Solution Approach 2:
The patent implements progressive refinement where processing starts with a subset of images or regions and gradually incorporates additional data. The system performs initial 3D reconstruction with limited data and iteratively refines the model by incorporating more images or adjusting parameters, allowing the device to manage processing load while progressively improving measurement precision.
2Measurement precision
If feature tracking is performed across multiple image frames, then three-dimensional reconstruction accuracy is improved, but use of energy and processing time increase
Solution Approach 1:
The patent performs preliminary feature detection and matching before full 3D reconstruction. Key features are identified and tracked across frames in advance, creating a foundation for subsequent reconstruction. This preliminary action reduces the computational energy required during the main reconstruction process while maintaining accuracy through pre-established feature correspondences.
Solution Approach 2:
The patent extracts and focuses processing on salient features that contribute most to reconstruction accuracy. By identifying and isolating key features from the full image data, the system performs tracking only on these critical elements rather than all pixels or features, significantly reducing energy consumption while preserving reconstruction accuracy.
3Productivity
If user interface allows precise area selection, then processing load is reduced, but ease of operation decreases
Solution Approach 1:
The patent implements temporary or provisional selection modes where users can make quick, approximate selections without committing to precise boundaries immediately.
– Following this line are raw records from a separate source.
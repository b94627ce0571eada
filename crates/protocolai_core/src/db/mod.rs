//! SQLite storage bootstrap for the persistence bridge.
//!
//! # Responsibility
//! - Open and configure SQLite connections for the editor core.
//! - Apply schema migrations in deterministic order.
//!
//! # Invariants
//! - Migration version is tracked via `PRAGMA user_version`.
//! - Documents are never read or written before migrations succeed.

use std::error::Error;
use std::fmt::{Display, Formatter};

pub mod migrations;
mod open;

pub use open::{open_db, open_db_in_memory};

pub type DbResult<T> = Result<T, DbError>;

/// Storage bootstrap failure.
#[derive(Debug)]
pub enum DbError {
    Sqlite(rusqlite::Error),
    /// A migration script failed; the transaction was rolled back.
    MigrationFailed {
        version: u32,
        source: rusqlite::Error,
    },
    /// The file was written by a newer build.
    UnsupportedSchemaVersion {
        db_version: u32,
        latest_supported: u32,
    },
}

impl Display for DbError {
    fn fmt(&self, f: &mut Formatter<'_>) -> std::fmt::Result {
        match self {
            Self::Sqlite(err) => write!(f, "{err}"),
            Self::MigrationFailed { version, source } => {
                write!(f, "storage migration {version} failed: {source}")
            }
            Self::UnsupportedSchemaVersion {
                db_version,
                latest_supported,
            } => write!(
                f,
                "storage schema version {db_version} is newer than supported {latest_supported}"
            ),
        }
    }
}

impl Error for DbError {
    fn source(&self) -> Option<&(dyn Error + 'static)> {
        match self {
            Self::Sqlite(err) => Some(err),
            Self::MigrationFailed { source, .. } => Some(source),
            Self::UnsupportedSchemaVersion { .. } => None,
        }
    }
}

impl From<rusqlite::Error> for DbError {
    fn from(value: rusqlite::Error) -> Self {
        Self::Sqlite(value)
    }
}
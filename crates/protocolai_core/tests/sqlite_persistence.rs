use protocolai_core::db::{open_db, open_db_in_memory};
use protocolai_core::model::seed::WELCOME_DOCUMENT_ID;
use protocolai_core::repo::document_repo::DOCUMENTS_SLOT_KEY;
use protocolai_core::{
    BlockType, DocumentField, DocumentRepository, DocumentStore, RepoError,
    SqliteDocumentRepository,
};
use rusqlite::Connection;

#[test]
fn edits_survive_reopening_the_database() {
    let dir = tempfile::tempdir().unwrap();
    let path = dir.path().join("protocolai.db");

    let created_id = {
        let conn = open_db(&path).unwrap();
        let repo = SqliteDocumentRepository::try_new(&conn).unwrap();
        let mut store = DocumentStore::load(repo).unwrap();
        store.update_document_field(WELCOME_DOCUMENT_ID, DocumentField::Title("Renamed".to_string()));
        let created = store.create_document();
        store.retype_block(&created.id, &created.blocks[0].id, BlockType::Heading1);
        created.id
    };

    let conn = open_db(&path).unwrap();
    let repo = SqliteDocumentRepository::try_new(&conn).unwrap();
    let store = DocumentStore::load(repo).unwrap();

    assert_eq!(store.documents().len(), 2);
    assert_eq!(store.document(WELCOME_DOCUMENT_ID).unwrap().title, "Renamed");
    let created = store.document(&created_id).unwrap();
    assert_eq!(created.blocks[0].kind, BlockType::Heading1);
}

#[test]
fn slot_stores_camel_case_json_under_fixed_key() {
    let conn = open_db_in_memory().unwrap();
    let repo = SqliteDocumentRepository::try_new(&conn).unwrap();
    let mut store = DocumentStore::load(repo).unwrap();
    store.update_block_content(WELCOME_DOCUMENT_ID, "b8", "filled");

    let raw: String = conn
        .query_row(
            "SELECT slot_value FROM kv_slots WHERE slot_key = ?1;",
            [DOCUMENTS_SLOT_KEY],
            |row| row.get(0),
        )
        .unwrap();
    let value: serde_json::Value = serde_json::from_str(&raw).unwrap();
    let first = &value[0];
    assert_eq!(first["id"], WELCOME_DOCUMENT_ID);
    assert!(first["updatedAt"].is_i64());
    assert_eq!(first["blocks"][0]["type"], "h1");
    assert_eq!(first["blocks"][4]["type"], "blockquote");
    assert_eq!(first["blocks"][7]["content"], "filled");
}

#[test]
fn seeding_does_not_write_the_slot() {
    let conn = open_db_in_memory().unwrap();
    let repo = SqliteDocumentRepository::try_new(&conn).unwrap();
    let _store = DocumentStore::load(&repo).unwrap();

    assert!(repo.load_documents().unwrap().is_none());
}

#[test]
fn repository_requires_migrated_schema() {
    let conn = Connection::open_in_memory().unwrap();
    match SqliteDocumentRepository::try_new(&conn) {
        Err(RepoError::MissingRequiredTable(table)) => assert_eq!(table, "kv_slots"),
        Err(other) => panic!("unexpected error: {other}"),
        Ok(_) => panic!("expected missing table error"),
    }
}

#[test]
fn corrupt_slot_is_invalid_data() {
    let conn = open_db_in_memory().unwrap();
    conn.execute(
        "INSERT INTO kv_slots (slot_key, slot_value) VALUES (?1, '[{\"id\": 1}]');",
        [DOCUMENTS_SLOT_KEY],
    )
    .unwrap();
    let repo = SqliteDocumentRepository::try_new(&conn).unwrap();

    assert!(matches!(
        repo.load_documents(),
        Err(RepoError::InvalidData(_))
    ));
}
The system allows users to select regions of interest with simple gestures and then refines the selection automatically or through subsequent adjustments, reducing the operational complexity while maintaining processing efficiency by focusing on user-indicated areas.
Data Source
AI summary
Improved mechanisms for three-dimensional image reconstruction are disclosed. A user is presented with a scene image and allowed to select elements of the image, such as planes, within which features are to be detected. The features are detected and tracked and objects (such as planes) are constructed. The user is allowed to revise the constructed objects and may be allowed to repeat image element selection, with feature detection and tracking and object construction being repeated. When element selection and object construction and user revision are completed, a three-dimensional reconstruction of the scene image is computed.